Anchor Line Passenger Steamers

The passenger steamship Octorara, which carried Minnesota and Wisconsin troops home after the First World War. (Image: Library of Congress.)

The Anchor Line Triplets Octorara, Juniata, and Tionesta were sister ships built in Cleveland, Ohio, by the American Shipbuilding Company for the Anchor Line, a subsidiary of the Pennsylvania Railroad. The ships made regular runs between Duluth and their home port of Buffalo, New York, where the Pennsylvania Railroad terminated. Their names come from Pennsylvania rivers. In 1916 all three were purchased by the Great Lakes Transit Corporation of Buffalo.

The first of the Anchor Line triplets, the Tionesta first steamed toward Duluth in 1903. Like her sisters, she was a 346-foot-long propeller-driven steamship that carried 350 passengers and 3,500 tons of cargo at a top speed of eighteen knots. Due to a drop in passengers during the Great Depression, she was taken out of service in 1936 and scrapped at Hamilton, Ontario, in 1940.

In 1910 the Octorara launched as the last of the Anchor Line triplets. Like the Tionesta she was forced to lay up in 1936, but found temporary reprieve from the scrapyard when she was called to duty by the U. S. Army in 1942 and served as a troop transport in the Hawaiian Islands. She was scrapped in San Francisco in 1952. The Octorara’s brass bell hangs at the Dossin Great Lakes Museum at Belle Isle, Detroit, where it is rung each year during the annual blessing of the fleet in memory of ships and sailors lost to the Great Lakes.

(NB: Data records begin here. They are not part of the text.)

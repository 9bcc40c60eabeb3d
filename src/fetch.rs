//!
//! src/fetch.rs  Andrew Belles  Oct 4th, 2025
//!
//! Defines the catalog client seam the harvester drives, and the
//! Spotify-backed clients for playlist tracks and audio features
//!

use std::{sync::Arc, time::Duration};

use async_trait::async_trait;
use reqwest::{Client, header, redirect, RequestBuilder};
use serde_json::Value;
use tokio::time::Instant;
use tracing::{debug, warn};
use url::Url;

use crate::backoff::FetchFailure;
use crate::config::{HttpConfig, SpotifyConfig};
use crate::credential::{CachedToken, Credential};
use crate::errors::HarvestError;
use crate::types::{
    PlaylistItem, SourceTag, SpotifyFeatureRecord, SpotifyTrackRecord, TrackBatch
};

/// Refresh tokens this long before Spotify says they expire
const TOKEN_EXPIRY_MARGIN: Duration = Duration::from_secs(60);

const PLAYLIST_FIELDS: &str =
    "name,tracks(next,items(added_at,track(name,id,duration_ms,artists(name))))";

/// One upstream catalog as the harvester sees it
#[async_trait]
pub trait CatalogClient: Send + Sync + 'static {
    type Item: std::fmt::Display + Send + Sync + 'static;
    type Record: Send + 'static;

    fn source(&self) -> SourceTag;

    async fn fetch_batch(
        &self,
        item: &Self::Item,
        credential: &Credential
    ) -> Result<Vec<Self::Record>, FetchFailure>;
}

/// Client building functionality
fn client_helper(http: &HttpConfig) -> reqwest::ClientBuilder {
    Client::builder()
        .timeout(http.timeout)
        .connect_timeout(http.connect_timeout)
        .pool_max_idle_per_host(http.pool_max_idle_per_host)
        .pool_idle_timeout(Some(http.pool_idle_timeout))
        .redirect(redirect::Policy::limited(http.max_redirects as usize))
}

pub fn base_client(http: &HttpConfig) -> Result<Client, HarvestError> {
    let mut h = header::HeaderMap::new();
    h.insert(header::ACCEPT, header::HeaderValue::from_static("application/json"));
    client_helper(http)
        .default_headers(h)
        .build()
        .map_err(|e| HarvestError::Http(format!("build client: {e}")))
}

fn retry_after(headers: &header::HeaderMap) -> Option<Duration> {
    headers.get(header::RETRY_AFTER)
        .and_then(|v| v.to_str().ok())
        .and_then(|v| v.trim().parse::<u64>().ok())
        .map(Duration::from_secs)
}

/// Sends and decodes, turning any non-2xx into a classified-later failure
async fn send_json(request: RequestBuilder) -> Result<Value, FetchFailure> {
    let resp = request.send().await?;
    let status = resp.status();
    if status.is_success() {
        return resp.json::<Value>().await
            .map_err(|e| FetchFailure::transport(format!("decode body: {e}")));
    }
    let wait = retry_after(resp.headers());
    let body = resp.text().await.unwrap_or_default();
    Err(FetchFailure::status(status.as_u16(), body).with_retry_after(wait))
}

#[derive(Debug)]
pub struct SpotifyClient {
    http: Client,
    cfg: SpotifyConfig
}

impl SpotifyClient {
    pub fn new(http_config: &HttpConfig, cfg: &SpotifyConfig) -> Result<Self, HarvestError> {
        let http = base_client(http_config)?;
        Ok( Self { http, cfg: cfg.clone() })
    }

    pub fn token_request(&self, credential: &Credential) -> RequestBuilder {
        self.http
            .post(self.cfg.token_url.clone())
            .basic_auth(credential.client_id(), Some(credential.client_secret()))
            .header(header::CONTENT_TYPE, "application/x-www-form-urlencoded")
            .body("grant_type=client_credentials")
    }

    /// Client-credentials bearer for this identity, cached until near expiry.
    /// A refresh only holds this identity's slot.
    pub async fn bearer(&self, credential: &Credential) -> Result<String, FetchFailure> {
        let mut slot = credential.token_slot().lock().await;
        if let Some(token) = slot.as_ref().filter(|t| t.is_fresh()) {
            return Ok(token.bearer.clone());
        }

        let value = send_json(self.token_request(credential)).await?;
        let bearer = value["access_token"].as_str()
            .ok_or_else(|| FetchFailure::transport("token response without access_token"))?
            .to_string();
        let lifetime = Duration::from_secs(value["expires_in"].as_u64().unwrap_or(3600));
        let expires_at = Instant::now() + lifetime.saturating_sub(TOKEN_EXPIRY_MARGIN);

        debug!(credential = credential.label(), "spotify.token.refreshed");
        *slot = Some(CachedToken { bearer: bearer.clone(), expires_at });
        Ok(bearer)
    }

    fn endpoint(&self, path: &str) -> Result<Url, FetchFailure> {
        self.cfg.api_base.join(path)
            .map_err(|e| FetchFailure::transport(format!("bad endpoint {path}: {e}")))
    }

    /// GET /v1/browse/categories
    pub async fn categories(&self, credential: &Credential) ->
        Result<Vec<(String, String)>, FetchFailure> {
        let bearer = self.bearer(credential).await?;
        let url = self.endpoint("browse/categories")?;
        let limit = self.cfg.category_limit.to_string();
        let value = send_json(self.http.get(url).bearer_auth(bearer).query(&[
            ("country", self.cfg.market.as_str()),
            ("locale", self.cfg.locale.as_str()),
            ("limit", limit.as_str()),
            ("offset", "0")
        ])).await?;
        Ok(parse_categories(&value))
    }

    /// GET /v1/browse/categories/{id}/playlists
    pub async fn category_playlists(&self, credential: &Credential, category_id: &str) ->
        Result<Vec<String>, FetchFailure> {
        let bearer = self.bearer(credential).await?;
        let url = self.endpoint(&format!("browse/categories/{category_id}/playlists"))?;
        let limit = self.cfg.playlist_limit.to_string();
        let value = send_json(self.http.get(url).bearer_auth(bearer).query(&[
            ("country", self.cfg.market.as_str()),
            ("limit", limit.as_str()),
            ("offset", "0")
        ])).await?;
        Ok(parse_playlist_ids(&value))
    }

    /// GET /v1/playlists/{id}, then tracks.next up to the page limit
    pub async fn playlist_tracks(&self, credential: &Credential, item: &PlaylistItem) ->
        Result<Vec<SpotifyTrackRecord>, FetchFailure> {
        let bearer = self.bearer(credential).await?;
        let url = self.endpoint(&format!("playlists/{}", item.playlist_id))?;
        let value = send_json(self.http.get(url).bearer_auth(&bearer).query(&[
            ("market", self.cfg.market.as_str()),
            ("fields", PLAYLIST_FIELDS)
        ])).await?;

        let playlist_name = value["name"].as_str().map(str::to_string);
        let mut records = parse_track_items(&value["tracks"], item, playlist_name.as_deref());

        let mut next = value["tracks"]["next"].as_str().map(str::to_string);
        let mut pages = 1;
        while let Some(link) = next.take() {
            if pages >= self.cfg.playlist_max_pages {
                break;
            }
            let page = send_json(self.http.get(&link).bearer_auth(&bearer)).await?;
            records.extend(parse_track_items(&page, item, playlist_name.as_deref()));
            next = page["next"].as_str().map(str::to_string);
            pages += 1;
        }
        Ok(records)
    }

    /// GET /v1/audio-features?ids=...
    pub async fn audio_features(&self, credential: &Credential, batch: &TrackBatch) ->
        Result<Vec<SpotifyFeatureRecord>, FetchFailure> {
        let bearer = self.bearer(credential).await?;
        let url = self.endpoint("audio-features")?;
        let value = send_json(
            self.http.get(url).bearer_auth(bearer).query(&[("ids", batch.ids_csv())])
        ).await?;
        Ok(parse_audio_features(&value))
    }
}

fn parse_categories(value: &Value) -> Vec<(String, String)> {
    value["categories"]["items"].as_array()
        .map(|items| items.iter()
            .filter_map(|c| {
                let id = c["id"].as_str()?;
                let name = c["name"].as_str().unwrap_or(id);
                Some((id.to_string(), name.to_string()))
            })
            .collect())
        .unwrap_or_default()
}

fn parse_playlist_ids(value: &Value) -> Vec<String> {
    value["playlists"]["items"].as_array()
        .map(|items| items.iter()
            .filter_map(|p| p["id"].as_str())
            .map(str::to_string)
            .collect())
        .unwrap_or_default()
}

/// One record per non-null track on a playlist page
fn parse_track_items(
    page: &Value,
    item: &PlaylistItem,
    playlist_name: Option<&str>
) -> Vec<SpotifyTrackRecord> {
    let Some(entries) = page["items"].as_array() else {
        return Vec::new();
    };
    entries.iter()
        .filter_map(|entry| {
            let track = entry.get("track").filter(|t| !t.is_null())?;
            let id = track["id"].as_str().filter(|id| !id.is_empty())?;
            let name = track["name"].as_str()?;
            Some(SpotifyTrackRecord {
                id: id.to_string(),
                track: name.to_string(),
                artists: track["artists"].as_array()
                    .map(|a| a.iter()
                        .filter_map(|artist| artist["name"].as_str())
                        .map(str::to_string)
                        .collect())
                    .unwrap_or_default(),
                category: item.category.clone(),
                playlist_id: item.playlist_id.clone(),
                playlist_name: playlist_name.map(str::to_string),
                date_added: entry["added_at"].as_str().map(str::to_string),
                track_url: format!("https://open.spotify.com/track/{id}"),
                duration_ms: track["duration_ms"].as_u64()
            })
        })
        .collect()
}

/// Null entries are unknown ids; malformed ones are skipped individually
fn parse_audio_features(value: &Value) -> Vec<SpotifyFeatureRecord> {
    let Some(entries) = value["audio_features"].as_array() else {
        return Vec::new();
    };
    entries.iter()
        .filter(|e| !e.is_null())
        .filter_map(|e| match serde_json::from_value::<SpotifyFeatureRecord>(e.clone()) {
            Ok(record) => Some(record),
            Err(err) => {
                warn!(error = %err, "fetch.features.malformed");
                None
            }
        })
        .collect()
}

/// Playlist work items against the shared Spotify client
#[derive(Debug, Clone)]
pub struct PlaylistTracks(pub Arc<SpotifyClient>);

#[async_trait]
impl CatalogClient for PlaylistTracks {
    type Item = PlaylistItem;
    type Record = SpotifyTrackRecord;

    fn source(&self) -> SourceTag { SourceTag::Spotify }

    async fn fetch_batch(&self, item: &PlaylistItem, credential: &Credential) ->
        Result<Vec<SpotifyTrackRecord>, FetchFailure> {
        self.0.playlist_tracks(credential, item).await
    }
}

/// Track-id batches against the shared Spotify client
#[derive(Debug, Clone)]
pub struct AudioFeatures(pub Arc<SpotifyClient>);

#[async_trait]
impl CatalogClient for AudioFeatures {
    type Item = TrackBatch;
    type Record = SpotifyFeatureRecord;

    fn source(&self) -> SourceTag { SourceTag::Spotify }

    async fn fetch_batch(&self, item: &TrackBatch, credential: &Credential) ->
        Result<Vec<SpotifyFeatureRecord>, FetchFailure> {
        self.0.audio_features(credential, item).await
    }
}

The best known of the Anchor Triplets is still afloat. The Juniata, launched in 1904, also served the Great Lakes before being retired in 1936. Before the army could take her the Juniata was restored and renamed the Milwaukee Clipper. From 1941 to 1970 the Milwaukee Clipper ran between Milwaukee, Wisconsin, and Muskegon, Michigan. In 1977 she was purchased and converted to a museum ship named simply Clipper, but the business went sour and a year later she steamed to Chicago and docked at the Navy Pier as a boutique-flotel. In 1990, the ship moved to Hammond, Indiana, and was renovated as a tourist attraction with retail and office space. On December 2, 1997, the vessel, now known as the SS Milwaukee Clipper, was towed to her home port of Muskegon, Michigan. Volunteers have been restoring her ever since.